Red Teaming
The practice of systematically testing AI systems by attempting to find failures, vulnerabilities, and harmful behaviors before deployment. Red teamers actively try to break the system.
Why It Matters
Red teaming catches problems before real users encounter them. Every major AI lab conducts extensive red teaming before releasing models to the public.
Example
A team of testers trying to get an LLM to generate harmful content, reveal confidential training data, or produce biased outputs through creative prompting strategies.
Think of it like...
Like hiring professional burglars to test your home security — they find the weaknesses before actual criminals do, so you can fix them.
Related Terms
AI Safety
The research field focused on ensuring AI systems operate reliably, predictably, and without causing unintended harm.

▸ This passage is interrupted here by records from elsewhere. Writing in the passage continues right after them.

#![cfg_attr(not(test), no_std)]

extern crate alloc;

pub use cell::*;
pub use engine::*;
pub use error::*;
pub use generator::*;
pub use minefield::*;
pub use session::*;
pub use types::*;

mod cell;
mod engine;
mod error;
mod generator;
mod minefield;
mod session;
mod types;

#[derive(Copy, Clone, Debug, PartialEq, Eq)]
pub struct GameConfig {
    pub size: Coord2,
    pub mines: CellCount,
}

impl GameConfig {
    pub const fn new_unchecked(size: Coord2, mines: CellCount) -> Self {
        Self { size, mines }
    }

    /// Width and height are raised to at least 1, mines are capped at the board area.
    pub fn new((size_x, size_y): Coord2, mines: CellCount) -> Self {
        let size_x = size_x.max(1);
        let size_y = size_y.max(1);
        let total = mult(size_x, size_y);
        if mines > total {
            log::warn!("Requested {} mines but the board only fits {}", mines, total);
        }
        Self::new_unchecked((size_x, size_y), mines.min(total))
    }
}

#[derive(Copy, Clone, Debug, PartialEq, Eq)]
pub enum RevealOutcome {
    NoChange,
    Revealed,
    HitMine,
    Won,
}

impl RevealOutcome {
    pub const fn has_update(self) -> bool {
        use RevealOutcome::*;
        match self {
            NoChange => false,
            Revealed => true,
            HitMine => true,
            Won => true,
        }
    }
}

/// Result of the flag command, which chords instead when aimed at a revealed cell.
#[derive(Copy, Clone, Debug, PartialEq, Eq)]
pub enum FlagOutcome {
    NoChange,
    Flagged,
    Unflagged,
    Chorded(RevealOutcome),
}

impl FlagOutcome {
    pub const fn has_update(self) -> bool {
        match self {
            Self::NoChange => false,
            Self::Flagged | Self::Unflagged => true,
            Self::Chorded(outcome) => outcome.has_update(),
        }
    }
}
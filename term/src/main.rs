use std::path::PathBuf;

use anyhow::Context;
use clap::Parser;
use minesweep_core::{CellCount, Coord};
use rand::Rng;

use crate::app::App;
use crate::config::ConfigLayer;

mod app;
mod config;
mod input;
mod logging;
mod render;

// -h is the height, so help is long-only
#[derive(Parser, Debug)]
#[command(version, about, long_about = None, disable_help_flag = true)]
struct Args {
    /// What log level to use
    #[command(flatten)]
    verbose: clap_verbosity_flag::Verbosity,

    /// Minefield width
    #[arg(short, long, value_parser = clap::value_parser!(u8).range(1..))]
    width: Option<Coord>,

    /// Minefield height
    #[arg(short = 'h', long, value_parser = clap::value_parser!(u8).range(1..))]
    height: Option<Coord>,

    /// Number of mines
    #[arg(short = 'n', long)]
    mines: Option<CellCount>,

    /// Use ascii characters
    #[arg(short, long)]
    ascii: bool,

    /// Draw the ascii view without colours
    #[arg(long)]
    no_color: bool,

    /// Force a seed instead of random
    #[arg(short, long)]
    seed: Option<u64>,

    /// Read defaults from a TOML file
    #[arg(short, long)]
    config: Option<PathBuf>,

    /// Write logs to this file
    #[arg(long)]
    log_file: Option<PathBuf>,

    /// Print help
    #[arg(long, action = clap::ArgAction::Help)]
    help: Option<bool>,
}

impl Args {
    fn config_layer(&self) -> ConfigLayer {
        ConfigLayer {
            width: self.width,
            height: self.height,
            mines: self.mines,
            ascii: self.ascii.then_some(true),
            color: self.no_color.then_some(false),
            seed: self.seed,
            log_file: self.log_file.clone(),
        }
    }
}

fn main() -> anyhow::Result<()> {
    let args = Args::parse();

    let file_layer = match &args.config {
        Some(path) => ConfigLayer::load(path)?,
        None => ConfigLayer::default(),
    };
    let settings = args.config_layer().layered_over(file_layer).resolve();

    logging::init_logging(args.verbose.log_level_filter(), settings.log_file.as_deref())?;

    let seed = settings.seed.unwrap_or_else(|| rand::rng().random());
    log::info!("seed: {}", seed);
    log::debug!("settings: {:?}", settings);

    let mut app = App::new(&settings, seed);
    app::run_in_terminal(&mut app).context("terminal session failed")?;

    let session = app.session();
    log::info!(
        "Quit after {}s, game over: {}, won: {}",
        session.elapsed_seconds(),
        session.is_game_over(),
        session.did_win()
    );
    Ok(())
}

It spans from technical robustness to long-term existential risk concerns.
Jailbreak
Techniques used to bypass an AI model's safety constraints and content policies, tricking it into generating outputs it was designed to refuse.
Prompt Injection
A security vulnerability where malicious input is crafted to override or manipulate an LLM's system prompt or instructions, causing it to behave in unintended ways.
Evaluation
The systematic process of measuring an AI model's performance, safety, and reliability using various metrics, benchmarks, and testing methodologies.
Guardrails
Safety mechanisms and constraints built into AI systems to prevent harmful, inappropriate, or off-topic outputs. Guardrails can operate at the prompt, model, or output level.